DESPEDIDA
Tras muchos cuidados, día sí y día también, el Morado pasó de ser un joven adulto a uno totalmente desarrollado. El humano se enorgulleció del sentido de la responsabilidad cada vez mayor del Peridot. Podía vivir solo y, solo de pensar que eso ocurriría, el humano sentía una gran deseperación. Una noche, se le escapó una lágrima junto a la hoguera, porque las despedidas no son sencillas, por esperadas que sean.
Kee engendró a sus crías y otros humanos del campamento lo vieron apto para cuidar de ellas. La alegría y la fantasía se extendieron por el bosque, y la comunidad de Peridots creció mucho. Los humanos no podían hacer otra cosa que ampliar los límites de su residencia. Más árboles, ríos, plantas y pájaros ofrecieron tanto a humanos como a Peridots más libertad de movimiento y más belleza de la que disfrutar.
Sin embargo, Kee no era capaz de disfrutar de esta nueva belleza tanto como los demás.
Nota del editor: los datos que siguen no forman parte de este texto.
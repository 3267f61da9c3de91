//! Root endpoint handler for the landing page.
//!
//! This module provides the `/` endpoint handler that displays
//! a landing page with all available endpoints and descriptions.

use axum::{
    extract::State,
    response::{Html, IntoResponse},
};
use tracing::{debug, instrument};

use crate::handlers::health::FOOTER_TEXT;
use crate::state::SharedState;

/// Handler for the root `/` endpoint.
#[instrument(skip(state))]
pub async fn root_handler(State(state): State<SharedState>) -> impl IntoResponse {
    debug!("Processing / request");
    state.health_stats.record_http_request();

    let version = env!("CARGO_PKG_VERSION");

    let uptime_secs = state.health_stats.get_uptime_seconds();
    let hours = uptime_secs / 3600;
    let minutes = (uptime_secs % 3600) / 60;
    let seconds = uptime_secs % 60;
    let uptime_str = format!("{}h {}m {}s", hours, minutes, seconds);

    let health_item = if state.config.enable_health.unwrap_or(true) {
        r#"<li>
            <a href="/health">/health</a>
            <div class="endpoint-desc">Scrape statistics and last scrape outcome (text)</div>
        </li>"#
    } else {
        ""
    };

    let html = format!(
        r#"<!DOCTYPE html>
<html lang="en">
<head>
    <meta charset="UTF-8">
    <meta name="viewport" content="width=device-width, initial-scale=1.0">
    <title>Process Group Exporter</title>
    <style>
        body {{
            font-family: -apple-system, BlinkMacSystemFont, 'Segoe UI', Roboto, sans-serif;
            margin: 0;
            padding: 20px;
            background: #f5f5f5;
            line-height: 1.6;
        }}
        .container {{
            max-width: 900px;
            margin: 0 auto;
            background: white;
            padding: 40px;
            border-radius: 8px;
            box-shadow: 0 2px 8px rgba(0,0,0,0.1);
        }}
        h1 {{
            color: #333;
            border-bottom: 3px solid #007bff;
            padding-bottom: 15px;
        }}
        .endpoint-list {{
            list-style: none;
            padding: 0;
        }}
        .endpoint-list li {{
            margin: 20px 0;
            padding: 15px;
            background: #f8f9fa;
            border-left: 4px solid #007bff;
            border-radius: 4px;
        }}
        .endpoint-list a {{
            color: #007bff;
            text-decoration: none;
            font-weight: 600;
        }}
        .endpoint-desc {{
            color: #666;
            margin-top: 5px;
        }}
        .footer {{
            margin-top: 40px;
            color: #666;
            font-size: 0.9em;
            text-align: center;
        }}
    </style>
</head>
<body>
<div class="container">
    <h1>Process Group Exporter</h1>
    <p>Version {version} &middot; Uptime {uptime} &middot; Root supervisor <code>{supervisor}</code></p>

    <h2>Available Endpoints</h2>
    <ul class="endpoint-list">
        <li>
            <a href="/metrics">/metrics</a>
            <div class="endpoint-desc">Prometheus metrics: mac_process_cpu_usage_total and mac_process_mem_usage per (name, parent) group</div>
        </li>
        {health_item}
        <li>
            <a href="/config">/config</a>
            <div class="endpoint-desc">Active runtime configuration (read-only)</div>
        </li>
    </ul>

    <div class="footer">
        <p>{footer}</p>
    </div>
</div>
</body>
</html>"#,
        version = version,
        uptime = uptime_str,
        supervisor = state.config.root_supervisor(),
        health_item = health_item,
        footer = FOOTER_TEXT
    );

    Html(html)
}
Si bien valoraba la libertad de movimiento, no era del todo feliz.
Lo que vas a leer ahora es un cuento que me contaron los ancestros del Morado. Se trata de una leyenda de la historia de los Peridot y, como las leyendas son veraces y nobles, tienes toda la libertad para interpretarla como desees.
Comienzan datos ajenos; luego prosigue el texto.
//! Synthetic process tables for demos and tests.
//!
//! A test data file replaces the procfs scan with a JSON process table. Any
//! field left out (or set to `null`) makes the corresponding read fail, which
//! is how per-process failures are simulated.

use ahash::AHashMap as HashMap;
use serde::{Deserialize, Serialize};
use std::fs;
use std::io;
use std::path::{Path, PathBuf};
use std::sync::Arc;
use tracing::{debug, info};

use crate::error::CollectError;
use crate::process::{CpuTimes, ProcessEnumerator, ProcessHandle};

/// One synthetic process.
#[derive(Debug, Clone, Serialize, Deserialize, PartialEq)]
pub struct TestProcess {
    pub pid: u32,
    #[serde(default)]
    pub name: Option<String>,
    /// `None` or `0` means the process has no parent.
    #[serde(default)]
    pub ppid: Option<u32>,
    #[serde(default)]
    pub user_seconds: Option<f64>,
    #[serde(default)]
    pub system_seconds: Option<f64>,
    #[serde(default)]
    pub memory_percent: Option<f64>,
}

impl TestProcess {
    pub fn new(pid: u32, name: &str, ppid: u32) -> Self {
        Self {
            pid,
            name: Some(name.to_string()),
            ppid: Some(ppid),
            user_seconds: None,
            system_seconds: None,
            memory_percent: None,
        }
    }

    pub fn with_cpu(mut self, user_seconds: f64, system_seconds: f64) -> Self {
        self.user_seconds = Some(user_seconds);
        self.system_seconds = Some(system_seconds);
        self
    }

    pub fn with_memory(mut self, memory_percent: f64) -> Self {
        self.memory_percent = Some(memory_percent);
        self
    }

    pub fn without_name(mut self) -> Self {
        self.name = None;
        self
    }
}

/// Root document of a test data file.
#[derive(Debug, Clone, Default, Serialize, Deserialize)]
pub struct TestData {
    #[serde(default)]
    pub version: String,
    pub processes: Vec<TestProcess>,
}

/// Loads test data from a JSON file.
pub fn load_test_data_from_file(path: &Path) -> io::Result<TestData> {
    debug!("Loading test data from: {}", path.display());

    let content = fs::read_to_string(path)?;
    let test_data: TestData = serde_json::from_str(&content)
        .map_err(|e| io::Error::new(io::ErrorKind::InvalidData, e))?;

    info!(
        "Loaded {} test processes from {}",
        test_data.processes.len(),
        path.display()
    );
    Ok(test_data)
}

#[derive(Debug)]
struct TestTable {
    order: Vec<u32>,
    by_pid: HashMap<u32, TestProcess>,
}

impl TestTable {
    fn new(processes: Vec<TestProcess>) -> Self {
        let order = processes.iter().map(|p| p.pid).collect();
        let by_pid = processes.into_iter().map(|p| (p.pid, p)).collect();
        Self { order, by_pid }
    }

    fn get(&self, pid: u32) -> io::Result<&TestProcess> {
        self.by_pid.get(&pid).ok_or_else(|| {
            io::Error::new(io::ErrorKind::NotFound, format!("pid {} not in table", pid))
        })
    }
}

/// Handle into a synthetic process table.
#[derive(Debug, Clone)]
pub struct TestHandle {
    pid: u32,
    table: Arc<TestTable>,
}

fn missing(field: &str) -> io::Error {
    io::Error::new(io::ErrorKind::NotFound, format!("{} not available", field))
}

/// Rejects values no real process can report (negative, NaN or infinite).
fn checked(field: &str, value: f64) -> io::Result<f64> {
    if value.is_finite() && value >= 0.0 {
        Ok(value)
    } else {
        Err(io::Error::new(
            io::ErrorKind::InvalidData,
            format!("invalid {}: {}", field, value),
        ))
    }
}

impl ProcessHandle for TestHandle {
    fn pid(&self) -> u32 {
        self.pid
    }

    fn name(&self) -> io::Result<String> {
        self.table
            .get(self.pid)?
            .name
            .clone()
            .ok_or_else(|| missing("name"))
    }

    fn parent(&self) -> io::Result<Option<Self>> {
        match self.table.get(self.pid)?.ppid {
            None | Some(0) => Ok(None),
            Some(ppid) => {
                self.table.get(ppid)?;
                Ok(Some(TestHandle {
                    pid: ppid,
                    table: Arc::clone(&self.table),
                }))
            }
        }
    }

    fn cpu_times(&self) -> io::Result<CpuTimes> {
        let p = self.table.get(self.pid)?;
        match (p.user_seconds, p.system_seconds) {
            (Some(user), Some(system)) => Ok(CpuTimes {
                user: checked("user_seconds", user)?,
                system: checked("system_seconds", system)?,
            }),
            _ => Err(missing("cpu times")),
        }
    }

    fn memory_percent(&self) -> io::Result<f64> {
        let value = self
            .table
            .get(self.pid)?
            .memory_percent
            .ok_or_else(|| missing("memory percent"))?;
        checked("memory_percent", value)
    }
}

#[derive(Debug)]
enum Origin {
    File(PathBuf),
    Inline(Arc<TestTable>),
}

/// Enumerator serving a synthetic process table.
///
/// File-backed enumerators re-read the file on every cycle, so a missing or
/// malformed file is an enumeration failure of that cycle.
#[derive(Debug)]
pub struct TestDataEnumerator {
    origin: Origin,
}

impl TestDataEnumerator {
    pub fn from_file(path: impl Into<PathBuf>) -> Self {
        Self {
            origin: Origin::File(path.into()),
        }
    }

    pub fn from_processes(processes: Vec<TestProcess>) -> Self {
        Self {
            origin: Origin::Inline(Arc::new(TestTable::new(processes))),
        }
    }
}

impl ProcessEnumerator for TestDataEnumerator {
    type Handle = TestHandle;

    fn list(&self) -> Result<Vec<TestHandle>, CollectError> {
        let table = match &self.origin {
            Origin::File(path) => {
                let data = load_test_data_from_file(path).map_err(CollectError::Enumeration)?;
                Arc::new(TestTable::new(data.processes))
            }
            Origin::Inline(table) => Arc::clone(table),
        };

        Ok(table
            .order
            .iter()
            .map(|&pid| TestHandle {
                pid,
                table: Arc::clone(&table),
            })
            .collect())
    }
}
Un día, mientras Kee y su amigo humano buscaban tomates azules, Kee se detuvo y giró la cabeza hacia abajo. Tenía el ceño fruncido y, de primeras, no respondía cuando el humano lo llamaba. “¿Qué ocurre, Kee?”, preguntó el humano, no con palabras sino con gestos de afecto e inquietud.
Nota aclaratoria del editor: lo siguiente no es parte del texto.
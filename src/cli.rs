//! CLI arguments and subcommands for process-group-exporter.
//!
//! This module defines the command-line interface structure using the clap library,
//! including all flags, options, and subcommands.

use clap::{Parser, Subcommand, ValueEnum};
use std::net::IpAddr;
use std::path::PathBuf;

/// Log level options for CLI parsing
#[derive(Debug, Clone, ValueEnum)]
pub enum LogLevel {
    Off,
    Error,
    Warn,
    Info,
    Debug,
    Trace,
}

/// Configuration format options for output
#[derive(Debug, Clone, ValueEnum)]
pub enum ConfigFormat {
    Yaml,
    Json,
    Toml,
}

/// Main CLI arguments structure
#[derive(Parser, Debug)]
#[command(
    name = "process-group-exporter",
    about = "Prometheus exporter for CPU and memory usage per process group",
    long_about = "Prometheus exporter for CPU and memory usage per process group.\n\n\
                  Every scrape enumerates all processes, labels each one with its own name \
                  and the name of its session root (the top-most ancestor below the root \
                  supervisor) and exports summed CPU seconds and memory percent per group.",
    version,
    propagate_version = true
)]
pub struct Args {
    #[command(subcommand)]
    pub command: Option<Commands>,

    /// HTTP listen port
    #[arg(short = 'p', long, env = "PORT")]
    pub port: Option<u16>,

    /// Bind to specific interface/IP
    #[arg(long)]
    pub bind: Option<IpAddr>,

    /// Log level (overrides log_level from the config file)
    #[arg(long, value_enum)]
    pub log_level: Option<LogLevel>,

    /// Config file (YAML/JSON/TOML)
    #[arg(short = 'c', long)]
    pub config: Option<PathBuf>,

    /// Disable all config file loading
    #[arg(long)]
    pub no_config: bool,

    /// Print effective merged config and exit
    #[arg(long)]
    pub show_config: bool,

    /// Output format for --show-config
    #[arg(long, value_enum, default_value = "yaml")]
    pub config_format: ConfigFormat,

    /// Validate config and exit (return code 1 on error)
    #[arg(long)]
    pub check_config: bool,

    /// Name of the root supervisor process where ancestor walks stop
    #[arg(long)]
    pub root_supervisor: Option<String>,

    /// Parallel processing threads (0 = auto)
    #[arg(long)]
    pub parallelism: Option<usize>,

    /// Abort a collection cycle after N seconds
    #[arg(long)]
    pub collect_timeout: Option<u64>,

    /// procfs root to scan (Linux only)
    #[arg(long)]
    pub proc_root: Option<PathBuf>,

    /// Path to JSON test data file (uses synthetic data instead of /proc)
    #[arg(short = 't', long)]
    pub test_data_file: Option<PathBuf>,

    /// Disable /health endpoint
    #[arg(long)]
    pub disable_health: bool,

    /// Disable internal process_group_exporter_* metrics
    #[arg(long)]
    pub disable_telemetry: bool,
}

/// Subcommands for additional functionality
#[derive(Subcommand, Debug)]
pub enum Commands {
    /// Check runtime requirements and permissions
    Check,

    /// Generate configuration files
    Config {
        /// Output file path ("-" for stdout)
        #[arg(short = 'o', long)]
        output: Option<PathBuf>,

        /// Output format
        #[arg(long, value_enum, default_value = "yaml")]
        format: ConfigFormat,

        /// Include comments and examples
        #[arg(long)]
        commented: bool,
    },

    /// Run collection cycles and print the group table
    Test {
        /// Number of test iterations
        #[arg(short = 'n', long, default_value_t = 1)]
        iterations: usize,

        /// Show every group instead of the top 20 by CPU
        #[arg(long)]
        verbose: bool,
    },
}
Si el Peridot pudiera expresarse tan solo con la mirada, el humano se imaginó algo como lo que sigue:
“Amigo mío, mi más querido amigo. Te doy las gracias por estar a mi lado, por ayudarme a dar los primeros pasos por este mundo. He aprendido a buscar comida, a calentarme, a conservar la compañía y a criar a mi propia descendencia. Por estos motivos y por más, te doy las gracias. Pero ha llegado el momento de dejarte; no por desagrado, no por desconfianza, sino por este empuje animal de mi especie, el instinto, al que me entrego. Yo, y muy pronto todos los Peridot que lleguen a la adultez, tendrán que dejar a sus amigos humanos para irse a un nuevo hábitat, de una vez por todas. Me entristece decirte esto, mi buen amigo. Te lo cuento porque me tengo que despedir. Espero que lo entiendas”.
El humano no lo entendió, pero hay muchas cosas que los humanos no entienden. Acarició por última vez su barriguita y abrió sus brazos esperando un abrazo. Kee obedeció y ambos se abrazaron por última vez con la mirada gacha. Cuando el Morado sintió que los brazos del humano se aflojaban, se hizo a un lado y se enfrentó a los desconocidos caminos del bosque. Respiró hondo y avanzó.
El humano vigiló para asegurarse de que su amigo no se cayera, porque si así fuera, él lo ayudaría a levantarse. Vigiló para protegerlo de las ramas que pudieran caer, porque si una le daba en la cabeza, el humano estaría ahí para socorrerlo. Vigiló por si necesitaba una última caricia en la barriguita para divertir al Morado por última vez. Por desgracia, no lo necesitó.
Su cola morada, en tiempos una columna vibrante en medio de la verde espesura de la maleza y la hierba, se hizo cada vez más pequeña a medida que el Peridot se alejaba. Y cuando la luz del sol empezaba a retroceder para dejar paso a la noche, el Morado dejó de poder verse.
El humano escuchó un ruido detrás de él. Se volvió y se encontró con la descendencia de Kee —un alma juguetona de piel velluda blanca y naranja— que buscaba tomates azules, tal y como a él le enseñaron. El humano, cuyos ojos se llenaron de lágrimas al recordar una repentina despedida, caminó hacia ellos con un renovado sentido del deber. Hoy y los próximos días, estaba listo para empezar una nueva vida con otros.